_Prompt_: The lines from the start of the records through the one containing "pub fn is_failed(&self)" are to be transcribed exactly, and nothing else.

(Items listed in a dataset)
....
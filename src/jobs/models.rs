use chrono::{DateTime, Utc};
use serde::{Deserialize, Deserializer, Serialize, Serializer};
use std::fmt;
use std::str::FromStr;
use std::time::Duration;
use thiserror::Error;

use crate::reports::ReportKind;

/// Progress of one sub-report, rendered as plain text on the wire
#[derive(Debug, Clone, PartialEq)]
pub enum ReportStatus {
    /// Returned for ids the registry does not know; never stored
    Idle,
    Pending,
    Starting,
    Finished { elapsed: Duration },
    Failed { reason: String },
}

impl ReportStatus {
    pub fn is_terminal(&self) -> bool {
        matches!(self, ReportStatus::Finished { .. } | ReportStatus::Failed { .. })
    }

    pub fn is_failed(&self) -> bool {
        matches!(self, ReportStatus::Failed { .. })
    }
}

impl fmt::Display for ReportStatus {
    fn fmt(&self, f: &mut fmt::Formatter<'_>) -> fmt::Result {
        match self {
            ReportStatus::Idle => f.write_str("idle"),
            ReportStatus::Pending => f.write_str("pending"),
            ReportStatus::Starting => f.write_str("starting"),
            ReportStatus::Finished { elapsed } => {
                write!(f, "finished in {:.2}", elapsed.as_secs_f64())
            }
            ReportStatus::Failed { reason } => write!(f, "failed: {reason}"),
        }
    }
}

#[derive(Debug, Error, PartialEq, Eq)]
#[error("unrecognized report status: {0}")]
pub struct StatusParseError(String);

impl FromStr for ReportStatus {
    type Err = StatusParseError;

    fn from_str(s: &str) -> Result<Self, Self::Err> {
        match s {
            "idle" => return Ok(ReportStatus::Idle),
            "pending" => return Ok(ReportStatus::Pending),
            "starting" => return Ok(ReportStatus::Starting),
            _ => {}
        }

        if let Some(reason) = s.strip_prefix("failed: ") {
            return Ok(ReportStatus::Failed {
                reason: reason.to_string(),
            });
        }

        s.strip_prefix("finished in ")
            .and_then(|secs| secs.parse::<f64>().ok())
            .and_then(|secs| Duration::try_from_secs_f64(secs).ok())
            .map(|elapsed| ReportStatus::Finished { elapsed })
            .ok_or_else(|| StatusParseError(s.to_string()))
    }
}

impl Serialize for ReportStatus {
    fn serialize<S: Serializer>(&self, serializer: S) -> Result<S::Ok, S::Error> {
        serializer.collect_str(self)
    }
}

impl<'de> Deserialize<'de> for ReportStatus {
    fn deserialize<D: Deserializer<'de>>(deserializer: D) -> Result<Self, D::Error> {
        let raw = String::deserialize(deserializer)?;
        raw.parse().map_err(serde::de::Error::custom)
    }
}

/// Status of the three sub-reports of one export request
#[derive(Debug, Clone, PartialEq, Serialize, Deserialize)]
pub struct JobState {
    pub accounts: ReportStatus,
    pub yearly: ReportStatus,
    pub fs: ReportStatus,
}

impl JobState {
    /// Answer for unknown ids
    pub fn idle() -> Self {
        Self::uniform(ReportStatus::Idle)
    }

    pub fn pending() -> Self {
        Self::uniform(ReportStatus::Pending)
    }

    fn uniform(status: ReportStatus) -> Self {
        Self {
            accounts: status.clone(),
            yearly: status.clone(),
            fs: status,
        }
    }

    pub fn get(&self, kind: ReportKind) -> &ReportStatus {
        match kind {
            ReportKind::Accounts => &self.accounts,
            ReportKind::Yearly => &self.yearly,
            ReportKind::FinancialStatement => &self.fs,
        }
    }

    pub(crate) fn get_mut(&mut self, kind: ReportKind) -> &mut ReportStatus {
        match kind {
            ReportKind::Accounts => &mut self.accounts,
            ReportKind::Yearly => &mut self.yearly,
            ReportKind::FinancialStatement => &mut self.fs,
        }
    }

    /// All three sub-reports reached a terminal status
    pub fn is_complete(&self) -> bool {
        ReportKind::ALL.iter().all(|&kind| self.get(kind).is_terminal())
    }

    pub fn has_failures(&self) -> bool {
        ReportKind::ALL.iter().any(|&kind| self.get(kind).is_failed())
    }
}

/// Registry entry: state plus bookkeeping for retention
#[derive(Debug, Clone)]
pub struct JobRecord {
    pub state: JobState,
    pub created_at: DateTime<Utc>,
    pub updated_at: DateTime<Utc>,
}

impl JobRecord {
    pub fn new(now: DateTime<Utc>) -> Self {
        Self {
            state: JobState::pending(),
            created_at: now,
            updated_at: now,
        }
    }
}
....
_Task solution_:
filename src/jobs/models.rs
use chrono::{DateTime, Utc};
use serde::{Deserialize, Deserializer, Serialize, Serializer};
use std::fmt;
use std::str::FromStr;
use std::time::Duration;
use thiserror::Error;

use crate::reports::ReportKind;

/// Progress of one sub-report, rendered as plain text on the wire
#[derive(Debug, Clone, PartialEq)]
pub enum ReportStatus {
    /// Returned for ids the registry does not know; never stored
    Idle,
    Pending,
    Starting,
    Finished { elapsed: Duration },
    Failed { reason: String },
}

impl ReportStatus {
    pub fn is_terminal(&self) -> bool {
        matches!(self, ReportStatus::Finished { .. } | ReportStatus::Failed { .. })
    }

    pub fn is_failed(&self) -> bool {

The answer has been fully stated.